§ **Your goal**
Every single entry must be restated word for word.

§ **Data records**
+---+

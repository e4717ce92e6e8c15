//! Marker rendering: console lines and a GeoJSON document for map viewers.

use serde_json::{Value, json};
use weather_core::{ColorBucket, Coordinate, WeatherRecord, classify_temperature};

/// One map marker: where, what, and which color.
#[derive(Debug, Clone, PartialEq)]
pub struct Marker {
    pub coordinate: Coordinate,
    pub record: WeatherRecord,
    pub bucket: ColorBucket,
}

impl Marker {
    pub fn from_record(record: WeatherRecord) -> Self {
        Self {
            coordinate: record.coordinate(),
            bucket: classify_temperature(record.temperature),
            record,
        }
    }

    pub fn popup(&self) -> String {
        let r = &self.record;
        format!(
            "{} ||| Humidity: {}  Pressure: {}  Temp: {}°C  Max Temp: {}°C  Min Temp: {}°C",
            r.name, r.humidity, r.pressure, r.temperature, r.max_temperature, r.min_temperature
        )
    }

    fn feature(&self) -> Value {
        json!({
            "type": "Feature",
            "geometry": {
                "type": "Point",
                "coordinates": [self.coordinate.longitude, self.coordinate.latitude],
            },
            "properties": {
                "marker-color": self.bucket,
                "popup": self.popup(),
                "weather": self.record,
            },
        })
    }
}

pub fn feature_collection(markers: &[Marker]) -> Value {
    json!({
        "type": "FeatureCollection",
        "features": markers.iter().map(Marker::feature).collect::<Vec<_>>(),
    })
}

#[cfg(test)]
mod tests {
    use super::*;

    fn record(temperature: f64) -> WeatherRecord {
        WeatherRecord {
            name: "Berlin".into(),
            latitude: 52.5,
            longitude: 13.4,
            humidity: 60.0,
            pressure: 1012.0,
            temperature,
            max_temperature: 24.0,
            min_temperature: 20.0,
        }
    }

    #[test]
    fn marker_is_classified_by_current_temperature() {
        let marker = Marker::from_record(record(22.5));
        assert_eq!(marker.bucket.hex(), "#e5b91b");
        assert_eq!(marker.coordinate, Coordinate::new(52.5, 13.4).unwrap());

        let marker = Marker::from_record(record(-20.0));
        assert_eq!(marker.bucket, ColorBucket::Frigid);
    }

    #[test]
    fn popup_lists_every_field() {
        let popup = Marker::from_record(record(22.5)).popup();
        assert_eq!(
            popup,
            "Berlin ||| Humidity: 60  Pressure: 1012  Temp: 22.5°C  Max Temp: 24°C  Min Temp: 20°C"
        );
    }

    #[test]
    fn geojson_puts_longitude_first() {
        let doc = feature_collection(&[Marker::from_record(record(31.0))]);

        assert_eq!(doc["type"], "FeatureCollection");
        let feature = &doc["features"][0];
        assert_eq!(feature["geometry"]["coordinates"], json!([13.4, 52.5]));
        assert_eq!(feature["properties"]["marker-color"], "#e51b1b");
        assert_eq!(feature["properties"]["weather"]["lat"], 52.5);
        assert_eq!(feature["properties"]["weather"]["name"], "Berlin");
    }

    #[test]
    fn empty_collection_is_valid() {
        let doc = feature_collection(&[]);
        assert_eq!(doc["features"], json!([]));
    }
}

+---+

§ **Response below**
repository e4717ce92e6e8c15
//! Marker rendering: console lines and a GeoJSON document for map viewers.

use serde_json::{Value, json};
use weather_core::{ColorBucket, Coordinate, WeatherRecord, classify_temperature};

/// One map marker: where, what, and which color.
#[derive(Debug, Clone, PartialEq)]
pub struct Marker {
    pub coordinate: Coordinate,
    pub record: WeatherRecord,
    pub bucket: ColorBucket,
}

impl Marker {
    pub fn from_record(record: WeatherRecord) -> Self {
        Self {
            coordinate: record.coordinate(),
            bucket: classify_temperature(record.temperature),
            record,
        }
    }

    pub fn popup(&self) -> String {
        let r = &self.record;
        format!(
            "{} ||| Humidity: {}  Pressure: {}  Temp: {}°C  Max Temp: {}°C  Min Temp: {}°C",
            r.name, r.humidity, r.pressure, r.temperature, r.max_temperature, r.min_temperature
        )
    }

    fn feature(&self) -> Value {
        json!({
            "type": "Feature",
            "geometry": {
                "type": "Point",
                "coordinates": [self.coordinate.longitude, self.coordinate.latitude],
            },
            "properties": {
                "marker-color": self.bucket,
                "popup": self.popup(),
                "weather": self.record,
            },
        })
    }
}

pub fn feature_collection(markers: &[Marker]) -> Value {
    json!({
        "type": "FeatureCollection",
        "features": markers.iter().map(Marker::feature).collect::<Vec<_>>(),
    })
}

#[cfg(test)]
mod tests {
    use super::*;

    fn record(temperature: f64) -> WeatherRecord {
        WeatherRecord {
            name: "Berlin".into(),
            latitude: 52.5,
            longitude: 13.4,
            humidity: 60.0,
            pressure: 1012.0,
            temperature,
            max_temperature: 24.0,
            min_temperature: 20.0,
        }
    }

    #[test]
    fn marker_is_classified_by_current_temperature() {
        let marker = Marker::from_record(record(22.5));
        assert_eq!(marker.bucket.hex(), "#e5b91b");
        assert_eq!(marker.coordinate, Coordinate::new(52.5, 13.4).unwrap());

        let marker = Marker::from_record(record(-20.0));
        assert_eq!(marker.bucket, ColorBucket::Frigid);
    }

    #[test]
    fn popup_lists_every_field() {
        let popup = Marker::from_record(record(22.5)).popup();
        assert_eq!(
            popup,
            "Berlin ||| Humidity: 60  Pressure: 1012  Temp: 22.5°C  Max Temp: 24°C  Min Temp: 20°C"
        );
    }

    #[test]
    fn geojson_puts_longitude_first() {
        let doc = feature_collection(&[Marker::from_record(record(31.0))]);

        assert_eq!(doc["type"], "FeatureCollection");
        let feature = &doc["features"][0];
        assert_eq!(feature["geometry"]["coordinates"], json!([13.4, 52.5]));
        assert_eq!(feature["properties"]["marker-color"], "#e51b1b");
        assert_eq!(feature["properties"]["weather"]["lat"], 52.5);
        assert_eq!(feature["properties"]["weather"]["name"], "Berlin");
    }

    #[test]
    fn empty_collection_is_valid() {
        let doc = feature_collection(&[]);
        assert_eq!(doc["features"], json!([]));
    }
}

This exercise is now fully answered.